Re: Tuplesort merge pre-reading - Mailing list pgsql-hackers

From Heikki Linnakangas
Subject Re: Tuplesort merge pre-reading
Date
Msg-id b5d82d34-80ee-5c3d-97a0-67ada4f3cf3e@iki.fi
Whole thread Raw
In response to Re: Tuplesort merge pre-reading  (Peter Geoghegan <pg@heroku.com>)
Responses Re: Tuplesort merge pre-reading  (Heikki Linnakangas <hlinnaka@iki.fi>)
List pgsql-hackers
On 09/29/2016 01:52 PM, Peter Geoghegan wrote:
> * Variables like maxTapes have a meaning that is directly traceable
> back to Knuth's description of polyphase merge. I don't think that you
> should do anything to them, on general principle.

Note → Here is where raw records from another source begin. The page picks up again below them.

//! Composable stream stages
//!
//! Every transformation applied to file bytes (block framing, decryption,
//! truncation, padding) is a [`Transform`]: a push-style stage that consumes
//! input slices and appends its output to a buffer. A [`Pipeline`] is an
//! ordered list of stages, so the composition order of a read or write path
//! is an explicit value that can be inspected with [`Pipeline::stage_names`].

use crate::{CryptoError, Result};
use bytes::{Bytes, BytesMut};
use futures::stream::{self, BoxStream, StreamExt};

/// A single push-style stream stage
pub trait Transform: Send {
    /// Short stable name, used for logging and pipeline inspection
    fn name(&self) -> &'static str;

    /// Consume `input`, appending any ready output
    fn update(&mut self, input: &[u8], output: &mut BytesMut) -> Result<()>;

    /// Flush buffered state at end of input
    fn finish(&mut self, output: &mut BytesMut) -> Result<()>;

    /// True once the stage discards all further input
    fn is_done(&self) -> bool {
        false
    }
}

/// An ordered list of stages applied first to last
#[derive(Default)]
pub struct Pipeline {
    stages: Vec<Box<dyn Transform>>,
}

impl Pipeline {
    /// Create an empty (identity) pipeline
    pub fn new() -> Self {
        Self::default()
    }

    /// Append a stage
    pub fn then<T: Transform + 'static>(mut self, stage: T) -> Self {
        self.stages.push(Box::new(stage));
        self
    }

    /// Append an already boxed stage
    pub fn then_boxed(mut self, stage: Box<dyn Transform>) -> Self {
        self.stages.push(stage);
        self
    }

    /// Names of the stages in application order
    pub fn stage_names(&self) -> Vec<&'static str> {
        self.stages.iter().map(|s| s.name()).collect()
    }

    /// Number of stages
    pub fn len(&self) -> usize {
        self.stages.len()
    }

    /// True for the identity pipeline
    pub fn is_empty(&self) -> bool {
        self.stages.is_empty()
    }

    /// True once some stage discards all further input
    pub fn is_done(&self) -> bool {
        self.stages.iter().any(|s| s.is_done())
    }

    /// Push input through every stage
    pub fn update(&mut self, input: Bytes) -> Result<Bytes> {
        let mut carry = input;
        for stage in &mut self.stages {
            if carry.is_empty() {
                break;
            }
            let mut out = BytesMut::with_capacity(carry.len());
            stage.update(&carry, &mut out)?;
            carry = out.freeze();
        }
        Ok(carry)
    }

    /// Flush every stage in order
    ///
    /// Stages up to and including the last finished one are skipped: their
    /// remaining output would be discarded downstream anyway, and flushing a
    /// decoder holding a partial block would report it as truncated.
    pub fn finish(&mut self) -> Result<Bytes> {
        let skip = self
            .stages
            .iter()
            .rposition(|s| s.is_done())
            .map_or(0, |i| i + 1);
        let mut carry = Bytes::new();
        for stage in self.stages.iter_mut().skip(skip) {
            let mut out = BytesMut::with_capacity(carry.len());
            if !carry.is_empty() {
                stage.update(&carry, &mut out)?;
            }
            stage.finish(&mut out)?;
            carry = out.freeze();
        }
        Ok(carry)
    }

    /// Run a whole buffer through the pipeline
    pub fn apply(mut self, input: &[u8]) -> Result<Vec<u8>> {
        let mut out = self.update(Bytes::copy_from_slice(input))?.to_vec();
        out.extend_from_slice(&self.finish()?);
        Ok(out)
    }

    /// Wrap a byte stream so that every item flows through the pipeline
    ///
    /// Input stops being polled as soon as the pipeline reports
    /// [`is_done`](Self::is_done), so a capped read never pulls more source
    /// bytes than it needs.
    pub fn into_stream<E>(
        self,
        input: BoxStream<'static, std::result::Result<Bytes, E>>,
    ) -> BoxStream<'static, std::result::Result<Bytes, E>>
    where
        E: From<CryptoError> + Send + 'static,
    {
        stream::unfold(Some((input, self)), |state| async move {
            let (mut input, mut pipeline) = state?;
            loop {
                let next = if pipeline.is_done() {
                    None
                } else {
                    input.next().await
                };
                match next {
                    Some(Ok(chunk)) => match pipeline.update(chunk) {
                        Ok(out) if out.is_empty() => continue,
                        Ok(out) => return Some((Ok(out), Some((input, pipeline)))),
                        Err(e) => return Some((Err(e.into()), None)),
                    },
                    Some(Err(e)) => return Some((Err(e), None)),
                    None => {
                        return match pipeline.finish() {
                            Ok(out) if out.is_empty() => None,
                            Ok(out) => Some((Ok(out), None)),
                            Err(e) => Some((Err(e.into()), None)),
                        }
                    }
                }
            }
        })
        .boxed()
    }
}

impl std::fmt::Debug for Pipeline {
    fn fmt(&self, f: &mut std::fmt::Formatter<'_>) -> std::fmt::Result {
        f.debug_tuple("Pipeline").field(&self.stage_names()).finish()
    }
}

/// Discard the first `n` bytes of the stream
#[derive(Debug)]
pub struct LeftTruncate {
    remaining: u64,
}

impl LeftTruncate {
    pub fn new(n: u64) -> Self {
        Self { remaining: n }
    }
}

impl Transform for LeftTruncate {
    fn name(&self) -> &'static str {
        "left-truncate"
    }

    fn update(&mut self, input: &[u8], output: &mut BytesMut) -> Result<()> {
        let skip = self.remaining.min(input.len() as u64) as usize;
        self.remaining -= skip as u64;
        output.extend_from_slice(&input[skip..]);
        Ok(())
    }

    fn finish(&mut self, _output: &mut BytesMut) -> Result<()> {
        Ok(())
    }
}

/// Emit at most `n` bytes, then behave as end of stream
#[derive(Debug)]
pub struct RightTruncate {
    remaining: u64,
}

impl RightTruncate {
    pub fn new(n: u64) -> Self {
        Self { remaining: n }
    }
}

impl Transform for RightTruncate {
    fn name(&self) -> &'static str {
        "right-truncate"
    }

    fn update(&mut self, input: &[u8], output: &mut BytesMut) -> Result<()> {
        let take = self.remaining.min(input.len() as u64) as usize;
        self.remaining -= take as u64;
        output.extend_from_slice(&input[..take]);
        Ok(())
    }

    fn finish(&mut self, _output: &mut BytesMut) -> Result<()> {
        Ok(())
    }

    fn is_done(&self) -> bool {
        self.remaining == 0
    }
}

type Filler = Box<dyn FnMut(&mut [u8]) + Send>;

/// Pad the stream up to a fixed total length
///
/// Input passes through unchanged; at end of input, filler bytes are appended
/// until `target` bytes have been emitted. Zeros by default.
pub struct PadTo {
    target: u64,
    emitted: u64,
    filler: Filler,
}

impl PadTo {
    /// Pad with zero bytes
    pub fn zeros(target: u64) -> Self {
        Self::with_filler(target, |buf: &mut [u8]| buf.fill(0))
    }

    /// Pad with bytes produced by `filler`
    pub fn with_filler(target: u64, filler: impl FnMut(&mut [u8]) + Send + 'static) -> Self {
        Self {
            target,
            emitted: 0,
            filler: Box::new(filler),
        }
    }
}

const PAD_PIECE: usize = 64 * 1024;

impl Transform for PadTo {
    fn name(&self) -> &'static str {
        "pad-to"
    }

    fn update(&mut self, input: &[u8], output: &mut BytesMut) -> Result<()> {
        self.emitted += input.len() as u64;
        output.extend_from_slice(input);
        Ok(())
    }

    fn finish(&mut self, output: &mut BytesMut) -> Result<()> {
        let mut piece = vec![0u8; PAD_PIECE];
        while self.emitted < self.target {
            let n = (self.target - self.emitted).min(PAD_PIECE as u64) as usize;
            (self.filler)(&mut piece[..n]);
            output.extend_from_slice(&piece[..n]);
            self.emitted += n as u64;
        }
        Ok(())
    }
}

impl std::fmt::Debug for PadTo {
    fn fmt(&self, f: &mut std::fmt::Formatter<'_>) -> std::fmt::Result {
        f.debug_struct("PadTo")
            .field("target", &self.target)
            .field("emitted", &self.emitted)
            .finish()
    }
}

/// Pass-through stage that requires exactly `n` bytes of input
#[derive(Debug)]
pub struct ExpectLength {
    expected: u64,
    seen: u64,
}

impl ExpectLength {
    pub fn new(expected: u64) -> Self {
        Self { expected, seen: 0 }
    }
}

impl Transform for ExpectLength {
    fn name(&self) -> &'static str {
        "expect-length"
    }

    fn update(&mut self, input: &[u8], output: &mut BytesMut) -> Result<()> {
        self.seen += input.len() as u64;
        if self.seen > self.expected {
            return Err(CryptoError::LengthMismatch {
                expected: self.expected,
                actual: self.seen,
            });
        }
        output.extend_from_slice(input);
        Ok(())
    }

    fn finish(&mut self, _output: &mut BytesMut) -> Result<()> {
        if self.seen != self.expected {
            return Err(CryptoError::LengthMismatch {
                expected: self.expected,
                actual: self.seen,
            });
        }
        Ok(())
    }
}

Ok. I still think that changing maxTapes would make sense, when there
are fewer runs than tapes, but that is actually orthogonal to the rest
of the patch, so let's discuss that separately. I've changed the patch
to not do that.

> * Everything or almost everything that you've added to mergeruns()
> should probably be in its own dedicated function. This function can
> have a comment where you acknowledge that it's not perfectly okay that
> you claim memory per-tape, but it's simpler and faster overall.

Ok.

> * I think you should be looking at the number of active tapes, and not
> state->Level or state->currentRun in this new function. Actually,
> maybe this wouldn't be the exact definition of an active tape that we
> establish at the beginning of beginmerge() (this considers tapes with
> dummy runs to be inactive for that merge), but it would look similar.
> The general concern I have here is that you shouldn't rely on
> state->Level or state->currentRun from a distance for the purposes of
> determining which tapes need some batch memory. This is also where you
> might say something like: "we don't bother with shifting memory around
> tapes for each merge step, even though that would be fairer. That's
> why we don't use the beginmerge() definition of activeTapes --
> instead, we use our own broader definition of the number of active
> tapes that doesn't exclude dummy-run-tapes with real runs, making the
> allocation reasonably sensible for every merge pass".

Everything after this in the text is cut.